> _Instructions to follow_:
Please repeat, exactly as written, the line containing "Ok((StatusCode::CREATED, Json(product)))" and every line after it through the end of the records below.

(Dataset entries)
- Opening Delimiter -

use stockroom_core::error::DomainError;

/// Every Redis failure is an I/O failure from the caller's point of view.
pub(crate) fn map_redis_error(error: redis::RedisError) -> DomainError {
    DomainError::Transient(format!("redis: {error}"))
}
//! Invoice dispatch over the checkout topic.

use std::sync::Arc;

use async_trait::async_trait;
use stockroom_core::error::DomainError;
use stockroom_core::event::{CHECKOUT_EVENTS_TOPIC, InvoiceTask};
use stockroom_core::invoice::InvoiceDispatcher;
use stockroom_core::publisher::{EventPublisher, publish_json};

/// Sends invoice tasks on `checkout-events`, keyed by user id so one
/// customer's invoices stay ordered.
#[derive(Clone)]
pub struct TopicInvoiceDispatcher {
    publisher: Arc<dyn EventPublisher>,
}

impl TopicInvoiceDispatcher {
    #[must_use]
    pub fn new(publisher: Arc<dyn EventPublisher>) -> Self {
        Self { publisher }
    }
}

#[async_trait]
impl InvoiceDispatcher for TopicInvoiceDispatcher {
    async fn dispatch(&self, task: &InvoiceTask) -> Result<(), DomainError> {
        publish_json(
            self.publisher.as_ref(),
            CHECKOUT_EVENTS_TOPIC,
            &task.partition_key(),
            task,
        )
        .await
    }
}

#[cfg(test)]
mod tests {
    use stockroom_test_support::{FailingPublisher, RecordingPublisher};

    use super::*;

    fn task() -> InvoiceTask {
        InvoiceTask {
            user_id: 7,
            email: "buyer@example.com".into(),
            product_id: 42,
            quantity: 2,
            total_price: 2000,
        }
    }

    #[tokio::test]
    async fn test_dispatch_publishes_on_checkout_topic_keyed_by_user() {
        // Arrange
        let publisher = Arc::new(RecordingPublisher::new());
        let dispatcher = TopicInvoiceDispatcher::new(publisher.clone());

        // Act
        dispatcher.dispatch(&task()).await.unwrap();

        // Assert
        let sent = publisher.sent_on(CHECKOUT_EVENTS_TOPIC);
        assert_eq!(sent.len(), 1);
        assert_eq!(sent[0].key, "7");
        assert_eq!(sent[0].decode::<InvoiceTask>(), task());
    }

    #[tokio::test]
    async fn test_dispatch_surfaces_publish_failure() {
        let dispatcher = TopicInvoiceDispatcher::new(Arc::new(FailingPublisher));

        let result = dispatcher.dispatch(&task()).await;

        assert!(matches!(result, Err(DomainError::Transient(_))));
    }
}
//! Product catalog routes.

use axum::extract::{Path, Query, State};
use axum::http::StatusCode;
use axum::{Json, Router, routing::get};
use serde::Deserialize;
use tracing::instrument;

use stockroom_core::model::{NewProduct, Product, ProductFilter};

use crate::error::ApiError;
use crate::state::AppState;

/// Query string for GET /.
#[derive(Debug, Default, Deserialize)]
pub struct ListQuery {
    /// 1-based page number.
    pub page: Option<u32>,
    /// Page size.
    pub limit: Option<u32>,
    /// Case-insensitive name substring.
    pub search: Option<String>,
}

/// Request body for PUT /{id}. The id comes from the path.
#[derive(Debug, Deserialize)]
pub struct UpdateProductRequest {
    pub name: String,
    pub price: i64,
    pub stock: i64,
}

/// GET /
#[instrument(skip(state))]
async fn list_products(
    State(state): State<AppState>,
    Query(query): Query<ListQuery>,
) -> Result<Json<Vec<Product>>, ApiError> {
    let filter = ProductFilter::new(query.page, query.limit, query.search)?;
    let products = state.repository.list(&filter).await?;
    Ok(Json(products))
}

/// GET /{id}
#[instrument(skip(state))]
async fn get_product(
    State(state): State<AppState>,
    Path(id): Path<i64>,
) -> Result<Json<Product>, ApiError> {
    Ok(Json(state.repository.get_by_id(id).await?))
}

/// POST /
#[instrument(skip(state, request), fields(name = %request.name))]
async fn create_product(
    State(state): State<AppState>,
    Json(request): Json<NewProduct>,
) -> Result<(StatusCode, Json<Product>), ApiError> {
    let product = state.repository.create(request).await?;
    Ok((StatusCode::CREATED, Json(product)))
}

/// PUT /{id}
#[instrument(skip(state, request))]
async fn update_product(
    State(state): State<AppState>,
    Path(id): Path<i64>,
    Json(request): Json<UpdateProductRequest>,
) -> Result<Json<Product>, ApiError> {
    let product = Product {
        id,
        name: request.name,
        price: request.price,
        stock: request.stock,
    };
    Ok(Json(state.repository.update(product).await?))
}

/// DELETE /{id}
#[instrument(skip(state))]
async fn delete_product(
    State(state): State<AppState>,
    Path(id): Path<i64>,
) -> Result<StatusCode, ApiError> {
    state.repository.delete(id).await?;
    Ok(StatusCode::NO_CONTENT)
}

/// Returns the router for the product catalog.
pub fn router() -> Router<AppState> {
    Router::new()
        .route("/", get(list_products).post(create_product))
        .route(
            "/{id}",
            get(get_product).put(update_product).delete(delete_product),
        )
}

- Closing Delimiter -

> _Result below_:
    Ok((StatusCode::CREATED, Json(product)))
}

/// PUT /{id}
#[instrument(skip(state, request))]
async fn update_product(
    State(state): State<AppState>,
    Path(id): Path<i64>,
    Json(request): Json<UpdateProductRequest>,
) -> Result<Json<Product>, ApiError> {
    let product = Product {
        id,
        name: request.name,
        price: request.price,
        stock: request.stock,
    };
    Ok(Json(state.repository.update(product).await?))
}

/// DELETE /{id}
#[instrument(skip(state))]
async fn delete_product(
    State(state): State<AppState>,
    Path(id): Path<i64>,
) -> Result<StatusCode, ApiError> {
    state.repository.delete(id).await?;
    Ok(StatusCode::NO_CONTENT)
}

/// Returns the router for the product catalog.
pub fn router() -> Router<AppState> {
    Router::new()
        .route("/", get(list_products).post(create_product))
        .route(
            "/{id}",
            get(get_product).put(update_product).delete(delete_product),
        )
}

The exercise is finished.